The original movie initially had mixed critical reception, despite being a box office success and earning the studios a profit. It has been regarded with positivity over the years from modern analysis, earning its cult status. The 2004 prequel movie in contrast received mostly negative reviews from critics, and earned a fraction of its predecessor's income. Similarly, the 2017 television adaptation received negative reviews which compared it as inferior to the theatrical release. The various additional media releases have achieved mild successes, with meager critical reception.

The franchise will continue with a legacy sequel film in development. The sequel was scheduled for theatrical release in summer 2025, but was not released that summer.

== Film ==

| Film | U.S. release date | Director | Screenwriter(s) | Story by | Producer(s) |
|---|---|---|---|---|---|
| Dirty Dancing | August 21, 1987 | Emile Ardolino | Eleanor Bergstein |  | Linda Gottlieb |
| Dirty Dancing: Havana Nights | February 27, 2004 | Guy Ferland | Victoria Arch and Boaz Yakin | Kate Gunzinger and Peter Sagal | Lawrence Bender and Sarah Green |
| Untitled film | TBA | TBA | Kim Rosenstock | TBA | Nina Jacobson and Brad Simpson |

===Dirty Dancing (1987)===

In 1963, high school graduate Frances "Baby" Houseman's carefree adventures draw to a close as she is about to enroll in the Peace Corps. With hopes to enjoy her final days of her youth, her hopes find her disappointed at an uneventful resort with her parents. In the quiet Catskill Mountains, she searches for new ways to keep herself entertained. Discovering dance lessons being led by a slightly older Johnny Castle, she quickly finds that her affect for him surpasses her interest in the aerobic sport. As the pair continue dancing they begin to become romantically involved as an upcoming final summer event draws near. Just when they thought their love couldn't end, Baby's father forbids her from continuing to see Johnny. Determined to see all their work realized and to further their relationship, Baby and Johnny pursue their future together in secret.

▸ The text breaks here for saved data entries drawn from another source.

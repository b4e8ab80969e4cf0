//! Score to category mapping

use sentiment_core::{ClassifiedItem, ScoredItem, SentimentCategory};

/// Resolves scores against the fixed five-bucket partition
#[derive(Debug, Clone, Copy, Default)]
pub struct SentimentRangeClassifier;

impl SentimentRangeClassifier {
    pub fn new() -> Self {
        Self
    }

    pub fn classify(&self, score: i64) -> SentimentCategory {
        let category = SentimentCategory::from_score(score);
        debug_assert!(
            category.lower_bound().is_none_or(|min| score > min)
                && category.upper_bound().is_none_or(|max| score <= max),
            "score {} resolved outside its interval ({:?})",
            score,
            category
        );
        category
    }

    pub fn classify_item(&self, scored: ScoredItem) -> ClassifiedItem {
        let category = self.classify(scored.sentiment_score);
        ClassifiedItem { scored, category }
    }

    pub fn classify_items(&self, items: impl IntoIterator<Item = ScoredItem>) -> Vec<ClassifiedItem> {
        items
            .into_iter()
            .map(|scored| self.classify_item(scored))
            .collect()
    }
}

#[cfg(test)]
mod tests {
    use super::*;
    use sentiment_core::{NewsItem, NewsSource};

    #[test]
    fn test_boundary_round_trip() {
        let classifier = SentimentRangeClassifier::new();
        let categories: Vec<_> = [-5, -2, 2, 5, 10]
            .into_iter()
            .map(|s| classifier.classify(s))
            .collect();
        assert_eq!(
            categories,
            vec![
                SentimentCategory::VeryNegative,
                SentimentCategory::Negative,
                SentimentCategory::Neutral,
                SentimentCategory::Positive,
                SentimentCategory::VeryPositive,
            ]
        );
    }

    #[test]
    fn test_interior_values() {
        let classifier = SentimentRangeClassifier::new();
        assert_eq!(classifier.classify(-6), SentimentCategory::VeryNegative);
        assert_eq!(classifier.classify(-3), SentimentCategory::Negative);
        assert_eq!(classifier.classify(0), SentimentCategory::Neutral);
        assert_eq!(classifier.classify(3), SentimentCategory::Positive);
        assert_eq!(classifier.classify(6), SentimentCategory::VeryPositive);
    }

    #[test]
    fn test_classify_item_keeps_score() {
        let scored = ScoredItem {
            item: NewsItem {
                title: "Crisis and major loss".to_string(),
                description: String::new(),
                url: "https://example.com".to_string(),
                url_to_image: None,
                published_at: "2024-03-02T10:00:00Z".to_string(),
                source: NewsSource {
                    id: Some("reuters".to_string()),
                    name: "Reuters".to_string(),
                },
            },
            sentiment_score: -2,
        };
        let classified = SentimentRangeClassifier::new().classify_item(scored);
        assert_eq!(classified.sentiment_score(), -2);
        assert_eq!(classified.category, SentimentCategory::Negative);
    }
}
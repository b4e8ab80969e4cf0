//! News Sentiment CLI
//!
//! Reads a batch of news articles, runs the sentiment pipeline and prints
//! the chart payload (or the classified items) as JSON on stdout.

mod config;

use std::io::{self, Read, Write};

use anyhow::{bail, Context, Result};
use clap::Parser;
use sentiment_core::{NewsApiResponse, NewsItem};
use sentiment_services::SentimentPipeline;
use serde::{Deserialize, Serialize};
use tracing::{info, warn};
use tracing_subscriber::{fmt, prelude::*, EnvFilter};

use config::{Args, OutputKind};

/// Accepted input shapes
#[derive(Deserialize)]
#[serde(untagged)]
enum InputDocument {
    Response(NewsApiResponse),
    Items(Vec<NewsItem>),
}

fn main() -> Result<()> {
    // Load environment variables from .env.local file
    if let Err(e) = dotenvy::from_filename(".env.local") {
        // Not an error if the file doesn't exist
        if !matches!(e, dotenvy::Error::Io(_)) {
            eprintln!("Warning: Failed to load .env.local: {}", e);
        }
    }

    // Initialize logging on stderr so stdout stays machine-readable
    tracing_subscriber::registry()
        .with(fmt::layer().with_writer(io::stderr))
        .with(
            EnvFilter::try_from_default_env()
                .unwrap_or_else(|_| EnvFilter::new("info,sentiment_cli=debug")),
        )
        .init();

    let args = Args::parse();
    args.log_summary();

    let lexicon = args.load_lexicon()?;
    if lexicon.is_empty() {
        warn!("Lexicon is empty; every item will score 0");
    }
    let palette = args.load_palette()?;
    let pipeline = SentimentPipeline::new(lexicon, palette, args.chart_config());

    let items = read_items(&args)?;
    info!("Read {} articles", items.len());

    let output = pipeline.run(&items, &args.source);
    if output.excluded_count() > 0 {
        warn!(
            "{} articles had unreadable timestamps and were left out of the chart",
            output.excluded_count()
        );
    }

    match args.output {
        OutputKind::Chart => write_json(&output.payload, args.pretty),
        OutputKind::Items => write_json(&output.items, args.pretty),
        OutputKind::Full => write_json(&output, args.pretty),
    }
}

fn read_items(args: &Args) -> Result<Vec<NewsItem>> {
    let raw = match args.input_path() {
        Some(path) => std::fs::read_to_string(path)
            .with_context(|| format!("Failed to read {}", path.display()))?,
        None => {
            let mut buf = String::new();
            io::stdin()
                .read_to_string(&mut buf)
                .context("Failed to read stdin")?;
            buf
        }
    };

    parse_items(&raw)
}

fn parse_items(raw: &str) -> Result<Vec<NewsItem>> {
    let document: InputDocument =
        serde_json::from_str(raw).context("Input is neither a news response nor an article list")?;

    match document {
        InputDocument::Response(response) => {
            if response.status == "error" {
                bail!("News response has status \"error\"");
            }
            Ok(response.articles)
        }
        InputDocument::Items(items) => Ok(items),
    }
}

fn write_json<T: Serialize>(value: &T, pretty: bool) -> Result<()> {
    let stdout = io::stdout();
    let mut handle = stdout.lock();
    if pretty {
        serde_json::to_writer_pretty(&mut handle, value)?;
    } else {
        serde_json::to_writer(&mut handle, value)?;
    }
    writeln!(handle)?;
    Ok(())
}
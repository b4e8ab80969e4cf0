//! Series Aggregator
//!
//! Groups classified items by source display name and orders each group
//! chronologically for plotting.

use chrono::{DateTime, NaiveDate, NaiveDateTime, NaiveTime, Utc};
use indexmap::IndexMap;
use sentiment_core::{
    ClassifiedItem, DataError, ExcludedItem, SentimentCategory, SeriesPoint, SourceSeries,
    SourceSummary,
};
use tracing::{debug, warn};

/// Default excerpt length, in characters
pub const DEFAULT_EXCERPT_CHARS: usize = 30;

// `%#z` accepts `Z`, `+hh:mm`, `+hhmm` and `+hh`
const OFFSET_FORMATS: &[&str] = &["%Y-%m-%dT%H:%M:%S%.f%#z", "%Y-%m-%dT%H:%M%#z"];
const NAIVE_FORMATS: &[&str] = &["%Y-%m-%dT%H:%M:%S%.f", "%Y-%m-%dT%H:%M"];
const DATE_FORMAT: &str = "%Y-%m-%d";

/// Result of grouping a batch of items
#[derive(Debug, Clone, PartialEq)]
pub struct Aggregation {
    /// One series per distinct source, in order of first appearance
    pub series: Vec<SourceSeries>,
    /// Items dropped because their timestamp could not be read
    pub excluded: Vec<ExcludedItem>,
}

impl Aggregation {
    pub fn excluded_count(&self) -> usize {
        self.excluded.len()
    }

    pub fn total_points(&self) -> usize {
        self.series.iter().map(SourceSeries::len).sum()
    }
}

/// Builds per-source time series from classified items
#[derive(Debug, Clone)]
pub struct SeriesAggregator {
    excerpt_chars: usize,
}

impl Default for SeriesAggregator {
    fn default() -> Self {
        Self::new(DEFAULT_EXCERPT_CHARS)
    }
}

impl SeriesAggregator {
    pub fn new(excerpt_chars: usize) -> Self {
        Self { excerpt_chars }
    }

    /// Group by `source.name`, then stable-sort each group by publication time
    pub fn aggregate(&self, items: &[ClassifiedItem]) -> Aggregation {
        let mut groups: IndexMap<&str, Vec<(DateTime<Utc>, &ClassifiedItem)>> = IndexMap::new();
        let mut excluded = Vec::new();

        for classified in items {
            let item = classified.item();
            // Register the source before parsing so it survives even if every item is dropped
            let group = groups.entry(item.source_name()).or_default();

            match parse_published_at(&item.published_at) {
                Ok(published_at) => group.push((published_at, classified)),
                Err(error) => {
                    warn!(
                        "Excluding '{}' from {} series: {}",
                        item.title, item.source.name, error
                    );
                    excluded.push(ExcludedItem {
                        source: item.source.name.clone(),
                        title: item.title.clone(),
                        error,
                    });
                }
            }
        }

        let series: Vec<SourceSeries> = groups
            .into_iter()
            .map(|(source, mut entries)| {
                // sort_by_key is stable: equal instants keep input order
                entries.sort_by_key(|(published_at, _)| *published_at);
                SourceSeries {
                    source: source.to_string(),
                    points: entries
                        .into_iter()
                        .map(|(published_at, classified)| self.build_point(published_at, classified))
                        .collect(),
                }
            })
            .collect();

        debug!(
            "Aggregated {} items into {} series ({} excluded)",
            items.len(),
            series.len(),
            excluded.len()
        );

        Aggregation { series, excluded }
    }

    /// Mean score per source, in order of first appearance
    pub fn summarize(&self, items: &[ClassifiedItem]) -> Vec<SourceSummary> {
        let mut totals: IndexMap<&str, (usize, i64)> = IndexMap::new();
        for classified in items {
            let entry = totals.entry(classified.item().source_name()).or_default();
            entry.0 += 1;
            entry.1 = entry.1.saturating_add(classified.sentiment_score());
        }

        totals
            .into_iter()
            .map(|(source, (item_count, total))| {
                let mean_score = total as f64 / item_count as f64;
                SourceSummary {
                    source: source.to_string(),
                    item_count,
                    mean_score,
                    category: SentimentCategory::from_real(mean_score),
                }
            })
            .collect()
    }

    fn build_point(&self, published_at: DateTime<Utc>, classified: &ClassifiedItem) -> SeriesPoint {
        let item = classified.item();
        SeriesPoint {
            source: item.source.name.clone(),
            timestamp_label: timestamp_label(&published_at),
            published_at,
            sentiment_score: classified.sentiment_score(),
            category: classified.category,
            title_excerpt: title_excerpt(&item.title, self.excerpt_chars),
        }
    }
}

/// Parse an ISO-8601 timestamp
///
/// Values without an offset are read as UTC; a bare date is midnight UTC.
pub fn parse_published_at(raw: &str) -> Result<DateTime<Utc>, DataError> {
    let trimmed = raw.trim();
    let rfc_err = match DateTime::parse_from_rfc3339(trimmed) {
        Ok(dt) => return Ok(dt.with_timezone(&Utc)),
        Err(e) => e,
    };

    OFFSET_FORMATS
        .iter()
        .find_map(|format| DateTime::parse_from_str(trimmed, format).ok())
        .map(|dt| dt.with_timezone(&Utc))
        .or_else(|| {
            NAIVE_FORMATS
                .iter()
                .find_map(|format| NaiveDateTime::parse_from_str(trimmed, format).ok())
                .map(|naive| naive.and_utc())
        })
        .or_else(|| {
            NaiveDate::parse_from_str(trimmed, DATE_FORMAT)
                .ok()
                .map(|date| date.and_time(NaiveTime::MIN).and_utc())
        })
        .ok_or_else(|| DataError::unparseable_timestamp(raw, rfc_err.to_string()))
}

/// Short category-axis label, e.g. "Mar 1"
pub fn timestamp_label(published_at: &DateTime<Utc>) -> String {
    published_at.format("%b %-d").to_string()
}

fn title_excerpt(title: &str, max_chars: usize) -> String {
    if title.chars().count() <= max_chars {
        return title.to_string();
    }
    let mut excerpt: String = title.chars().take(max_chars).collect();
    excerpt.push_str("...");
    excerpt
}

#[cfg(test)]
mod tests {
    use super::*;
    use sentiment_core::{NewsItem, NewsSource, ScoredItem};

    fn create_test_item(title: &str, source: &str, published_at: &str, score: i64) -> ClassifiedItem {
        ClassifiedItem {
            scored: ScoredItem {
                item: NewsItem {
                    title: title.to_string(),
                    description: String::new(),
                    url: format!("https://example.com/{}", title.replace(' ', "-")),
                    url_to_image: None,
                    published_at: published_at.to_string(),
                    source: NewsSource {
                        id: Some(source.to_lowercase()),
                        name: source.to_string(),
                    },
                },
                sentiment_score: score,
            },
            category: SentimentCategory::from_score(score),
        }
    }

    #[test]
    fn test_groups_by_source_name() {
        let items = vec![
            create_test_item("a", "Reuters", "2024-03-02T10:00:00Z", 1),
            create_test_item("b", "CNN", "2024-03-01T10:00:00Z", -1),
            create_test_item("c", "Reuters", "2024-03-01T10:00:00Z", 3),
            create_test_item("d", "Some Blog", "2024-03-05T10:00:00Z", 0),
        ];

        let aggregation = SeriesAggregator::default().aggregate(&items);

        let sources: Vec<_> = aggregation.series.iter().map(|s| s.source.as_str()).collect();
        assert_eq!(sources, vec!["Reuters", "CNN", "Some Blog"], "first-appearance order");
        assert_eq!(aggregation.total_points(), items.len());
        assert_eq!(aggregation.excluded_count(), 0);

        let reuters = &aggregation.series[0];
        let titles: Vec<_> = reuters.points.iter().map(|p| p.title_excerpt.as_str()).collect();
        assert_eq!(titles, vec!["c", "a"], "sorted by publication time");
    }

    #[test]
    fn test_same_id_different_names_are_separate() {
        let mut items = vec![
            create_test_item("a", "BBC News", "2024-03-01T10:00:00Z", 0),
            create_test_item("b", "BBC NEWS", "2024-03-01T11:00:00Z", 0),
        ];
        items[1].scored.item.source.id = Some("bbc news".to_string());

        let aggregation = SeriesAggregator::default().aggregate(&items);
        assert_eq!(aggregation.series.len(), 2);
    }

    #[test]
    fn test_sort_is_stable() {
        let items = vec![
            create_test_item("first", "Reuters", "2024-03-01T10:00:00Z", 0),
            create_test_item("later", "Reuters", "2024-03-03T10:00:00Z", 0),
            create_test_item("second", "Reuters", "2024-03-01T10:00:00Z", 0),
            create_test_item("third", "Reuters", "2024-03-01T12:00:00+02:00", 0),
        ];

        let aggregation = SeriesAggregator::default().aggregate(&items);
        let titles: Vec<_> = aggregation.series[0]
            .points
            .iter()
            .map(|p| p.title_excerpt.as_str())
            .collect();
        assert_eq!(titles, vec!["first", "second", "third", "later"]);
    }

    #[test]
    fn test_bad_timestamp_is_excluded_but_source_kept() {
        let items = vec![
            create_test_item("good", "Reuters", "2024-03-01T10:00:00Z", 1),
            create_test_item("bad", "Reuters", "yesterday", 1),
            create_test_item("lonely", "CNN", "not a date", -1),
        ];

        let aggregation = SeriesAggregator::default().aggregate(&items);

        assert_eq!(aggregation.excluded_count(), 2);
        assert_eq!(aggregation.series.len(), 2, "every input source keeps a series");
        assert_eq!(aggregation.series[0].len(), 1);
        assert!(aggregation.series[1].is_empty());
        assert_eq!(aggregation.excluded[1].source, "CNN");
        assert!(matches!(
            &aggregation.excluded[0].error,
            DataError::UnparseableTimestamp { value, .. } if value == "yesterday"
        ));
    }

    #[test]
    fn test_empty_input() {
        let aggregation = SeriesAggregator::default().aggregate(&[]);
        assert!(aggregation.series.is_empty());
        assert_eq!(aggregation.excluded_count(), 0);
    }

    #[test]
    fn test_parse_published_at() {
        let utc = parse_published_at("2024-03-01T10:00:00Z").unwrap();
        let offset = parse_published_at("2024-03-01T12:00:00+02:00").unwrap();
        let naive = parse_published_at("2024-03-01T10:00:00").unwrap();
        assert_eq!(utc, offset);
        assert_eq!(utc, naive);
        assert!(parse_published_at("").is_err());
        assert!(parse_published_at("2024-13-01T10:00:00Z").is_err());
        assert!(parse_published_at("2024-03-01T10").is_err());
        assert!(parse_published_at("March 1st").is_err());
    }

    #[test]
    fn test_parse_other_iso_forms() {
        let expected = parse_published_at("2024-03-01T10:00:00Z").unwrap();
        for raw in [
            "2024-03-01T10:00Z",
            "2024-03-01T12:00+02:00",
            "2024-03-01T12:00:00+0200",
            "2024-03-01T12:00:00.000+0200",
            "2024-03-01T05:00:00-05",
            "2024-03-01T10:00",
            " 2024-03-01T10:00:00.000 ",
        ] {
            assert_eq!(parse_published_at(raw), Ok(expected), "failed on {:?}", raw);
        }

        let midnight = parse_published_at("2024-03-01").unwrap();
        assert_eq!(midnight, parse_published_at("2024-03-01T00:00:00Z").unwrap());
        assert_eq!(timestamp_label(&midnight), "Mar 1");
    }

    #[test]
    fn test_timestamp_label() {
        let ts = parse_published_at("2024-03-01T23:30:00-05:00").unwrap();
        assert_eq!(timestamp_label(&ts), "Mar 2", "labels use the UTC calendar day");
        let ts = parse_published_at("2024-12-25T08:00:00Z").unwrap();
        assert_eq!(timestamp_label(&ts), "Dec 25");
        assert_eq!(timestamp_label(&ts), timestamp_label(&ts));
    }

    #[test]
    fn test_title_excerpt() {
        assert_eq!(title_excerpt("Short title", 30), "Short title");
        assert_eq!(
            title_excerpt("Central bank signals further rate cuts ahead", 30),
            "Central bank signals further r..."
        );
        assert_eq!(title_excerpt("Zürich café ümlaut", 5), "Züric...");
    }

    #[test]
    fn test_summarize() {
        let items = vec![
            create_test_item("a", "Reuters", "2024-03-01T10:00:00Z", 4),
            create_test_item("b", "CNN", "2024-03-01T10:00:00Z", -6),
            create_test_item("c", "Reuters", "2024-03-02T10:00:00Z", 1),
        ];

        let summaries = SeriesAggregator::default().summarize(&items);
        assert_eq!(summaries.len(), 2);
        assert_eq!(summaries[0].source, "Reuters");
        assert_eq!(summaries[0].item_count, 2);
        assert!((summaries[0].mean_score - 2.5).abs() < 1e-9);
        assert_eq!(summaries[0].category, SentimentCategory::Positive);
        assert_eq!(summaries[1].category, SentimentCategory::VeryNegative);
    }

    #[test]
    fn test_summarize_saturates_huge_scores() {
        let items = vec![
            create_test_item("a", "Reuters", "2024-03-01T10:00:00Z", i64::MAX),
            create_test_item("b", "Reuters", "2024-03-02T10:00:00Z", i64::MAX),
        ];

        let summaries = SeriesAggregator::default().summarize(&items);
        assert_eq!(summaries[0].item_count, 2);
        assert!(summaries[0].mean_score > 0.0);
        assert_eq!(summaries[0].category, SentimentCategory::VeryPositive);
    }
}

===Dirty Dancing: Havana Nights (2004)===

In 1958, an American high school student named Katey Miller moves with her parents and younger sister to Cuba during the Cuban Revolution. Over a series of events where she tries to become familiar with her new home, she meets an unwealthy local waiter named Javier Suarez. As the pair begin spending more time with each other, a romance begins to grow between them. Javier takes Katey to a nightclub to introduce her to moves of his culture. She discovers the activity is her passion, and as the relationship grows more serious, Fidel Castro is named as Prime Minister of the country and quickly rises in power as dictator. Though her parents initially disapproved of their romantic relations, they notify Katey of their plans to flee Cuba and escape the totalitarian leadership emerging. Faced with a difficult decision, she must decide whether her safety is more urgent than her affection for Javier and the Cuban culture.

===Untitled sequel===

In July 2020, a new film starring Jennifer Grey and centered around dancing in the '90s was announced to be in development. Tabloids speculated that this project would be a new Dirty Dancing film. This was confirmed by August of the same year, when a third film intended to serve as the direct sequel to the original, was officially announced to be in development; Grey will reprise her role from the first movie, in addition to serving as executive producer. Jonathan Levine will direct the film, from a script co-written by Mikki Daughtry and Tobias Iaconis. Gillian Bohrer will serve as producer. The project will be a joint-venture production between Lionsgate Films and Megamix Productions. In September 2021, Grey expressed her excitement for the project while stating that the creatives involved are working hard to get it right for the fans, while paying respects to Swayze who passed in 2009.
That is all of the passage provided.